Location
- 15 Alexander Street Dundee, DD3 7DL Scotland 56°28′07″N 2°58′15″W﻿ / ﻿56.468516°N 2.970800°W

Information
- Type: State primary
- Religious affiliation: Roman Catholic
- Local authority: Dundee City Council
- Head teacher: Lorna Dashwood
- Gender: Mixed
- Feeder to: St John's RC High School

= Our Lady's RC Primary School =

Our Lady's RC Primary School is a co-educational Roman Catholic primary school situated in the Hilltown area of Dundee, Scotland. Governed by Dundee City Council, the school sits just north of the city centre along Alexander Street.

== Overview and campus ==
Since August 2018, Our Lady's has operated from the purpose-built Coldside Campus on Alexander Street. The £16 million modern educational facility operates as a shared site, jointly housing Our Lady's alongside the non-denominational Rosebank Primary School and the Frances Wright Nursery School.

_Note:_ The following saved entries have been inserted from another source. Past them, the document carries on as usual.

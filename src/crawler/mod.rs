//! Crawler module: sessions, their worker pools, and the registry of sessions
//!
//! This module contains the concurrent side of the crate:
//! - The `Discovery` seam and its queue handle, `UrlSink`
//! - `HttpDiscovery`, which walks a site over HTTP
//! - The worker pool that folds discovered URLs into a session's tree
//! - `CrawlSession` lifecycle and the `CrawlerRegistry` of named sessions
//!
//! ```text
//! Discovery ──send──► bounded queue ──recv──► N workers ──insert──► Node tree
//!                           ▲                      ▲
//!                           └──── CancellationToken (stop) ────┘
//! ```

mod discovery;
mod fetcher;
mod http_discovery;
mod parser;
mod registry;
mod session;
mod worker;

pub use discovery::{Discovery, UrlSink};
pub use fetcher::{build_http_client, fetch_url, FetchResult};
pub use http_discovery::HttpDiscovery;
pub use parser::extract_links;
pub use registry::{CrawlerRegistry, StartOutcome};
pub use session::{CrawlSession, StopOutcome};
pub use worker::{PoolStats, WorkerPool};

The school heavily incorporates human rights and mutual respect into its daily curriculum. In June 2025, Our Lady's received widespread local recognition when it was awarded the prestigious UNICEF UK Gold Award by the Rights Respecting Schools programme. This is the highest accolade granted by the organisation, acknowledging the school's commitment to placing the United Nations Convention on the Rights of the Child at the core of its policies and classroom practices.

To improve campus safety and promote active travel, the school collaborates with Dundee Active Travel to run a "Safer Routes to School" initiative. This programme actively reduces vehicular congestion around the main shared entrance during peak hours and encourages pupils to walk or cycle to class.

== Secondary cluster ==
As a Roman Catholic primary school, Our Lady's acts as a direct feeder for St John's RC High School. Once pupils complete Primary 7, they transition to the St John's campus on Harefield Road to continue their denominational secondary education alongside students from five other local Catholic primary schools.